Thursday, August 31, 2006

This is how it happens

One of the results of not going to work and being in an office environment, is that you quickly lose touch with pop culture. I miss those bonding sessions of peering over a coworker's shoulder to see the latest website or video. I feel like I am the last one to the party. When Jon Stewart finally mentions snakes on a plane I rush to the computer to google it.

Somehow, when you drop out of the workforce, you become invisible. I wonder if people assume that you no longer check your email, or that you no longer get a kick out of OK go videos. Since I am last to the party on these and other internet phenomena, I can only assume that I just didn't get the invite for so many other jokes and stories. I rely exclusively on the radio for my knowledge of music, as nobody I know tells me about their favorite new musical discoveries.

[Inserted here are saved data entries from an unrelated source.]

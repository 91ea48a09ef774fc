//! # Block Side Module
//!
//! This module defines the six axis-aligned faces of a voxel block and the direction
//! arithmetic the mesh generator needs to find the block behind each face.

use cgmath::Vector3;
use num_derive::FromPrimitive;

/// Represents the six possible faces of a voxel block.
///
/// Positive directions have even discriminants and negative directions odd ones. The mesh
/// generator relies on this to pick the triangle winding of a face.
///
/// The order is: [X_POS, X_NEG, Y_POS, Y_NEG, Z_POS, Z_NEG]
#[allow(non_camel_case_types)]
#[derive(PartialEq, Eq, Hash, Copy, Clone, Debug, FromPrimitive)]
pub enum BlockSide {
    /// The face pointing towards positive X
    X_POS = 0,

    /// The face pointing towards negative X
    X_NEG = 1,

    /// The face pointing towards positive Y (top)
    Y_POS = 2,

    /// The face pointing towards negative Y (bottom)
    Y_NEG = 3,

    /// The face pointing towards positive Z
    Z_POS = 4,

    /// The face pointing towards negative Z
    Z_NEG = 5,
}

impl BlockSide {
    /// Returns an array containing all six block faces in discriminant order.
    ///
    /// # Returns
    /// An array containing all `BlockSide` variants.
    pub fn all() -> [BlockSide; 6] {
        [
            BlockSide::X_POS,
            BlockSide::X_NEG,
            BlockSide::Y_POS,
            BlockSide::Y_NEG,
            BlockSide::Z_POS,
            BlockSide::Z_NEG,
        ]
    }

    /// Whether the face points along a positive axis.
    pub fn is_positive(self) -> bool {
        (self as u8) % 2 == 0
    }

    /// The face on the other side of the same axis.
    pub fn opposite(self) -> BlockSide {
        match self {
            BlockSide::X_POS => BlockSide::X_NEG,
            BlockSide::X_NEG => BlockSide::X_POS,
            BlockSide::Y_POS => BlockSide::Y_NEG,
            BlockSide::Y_NEG => BlockSide::Y_POS,
            BlockSide::Z_POS => BlockSide::Z_NEG,
            BlockSide::Z_NEG => BlockSide::Z_POS,
        }
    }

    /// Unit offset from a block to the block behind this face.
    ///
    /// The same offset moves from a chunk coordinate to the neighbouring chunk on this side.
    pub fn normal(self) -> Vector3<i32> {
        match self {
            BlockSide::X_POS => Vector3::new(1, 0, 0),
            BlockSide::X_NEG => Vector3::new(-1, 0, 0),
            BlockSide::Y_POS => Vector3::new(0, 1, 0),
            BlockSide::Y_NEG => Vector3::new(0, -1, 0),
            BlockSide::Z_POS => Vector3::new(0, 0, 1),
            BlockSide::Z_NEG => Vector3::new(0, 0, -1),
        }
    }

    /// Recovers a side from its packed discriminant.
    pub fn from_index(index: u8) -> Option<BlockSide> {
        num_traits::FromPrimitive::from_u8(index)
    }
}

I fear that this is how one becomes tragically unhip, and that I am well on my way. Almost makes me want to go back to work!

Thursday, August 24, 2006

Me, so far from cool

This morning in the car on my way to Trader Joe's with the Munch in the back seat, a song came on the radio and I took one of those trips in the way-back machine inside my head. It was David Bowie's "Oh, You Pretty Things." It happens that this song comes off of one of my all-time favorite albums.

I bought the Hunky Dory cassette in a massive grocery store in a massive mall in Madrid when I was 16. I bought it because it was David Bowie, and I LOVED David Bowie. Still do. I was having a hard time and I needed new music to make me feel better. It was a splurge - I think I probably spent about $12. When I got back to my room and popped it into my Sony Walkman, I was perplexed. There was not much to like about this album. It was amateurish. The songs wandered all over the place, pulling at this piece of imagery and that, with no regard for logic, sophistication, musical norms. I kept listening. After about 10 or 12 trips through the tape, it clicked with me. To this day, Hunky Dory remains one of my favorite albums. I love how naive it is. Not even a tipping of the hat to commercial viability. The album is a tribute to what you can do when you don't have one of those little guys in your head telling you "you can't do that." And there, between the strangely brit-country "Eight Line Poem" and the charming "Kooks" you have the hauntingly wonderful "Life on Mars?" I wonder, now, how to shush my little nay-sayer so that I can find my own "Life on Mars?"

Music has a way of pulling you back into earlier times of your life. I have now completed my transformation to suburban housewife. Yet, when I hear a song, I find that all of those previous mes- the 16-year-old with the new driver's license and the black Tercel (with an orange stripe), the 20-year-old on a Spanish train with my huge bag of cassettes, the twenty-something workaholic urban dweller who lived in chunky heels - I find that these earlier versions are still there within me. I always thought when you got older these earlier versions of yourself were replaced - but now I find that they are still very much alive, just kind of sleepy at times.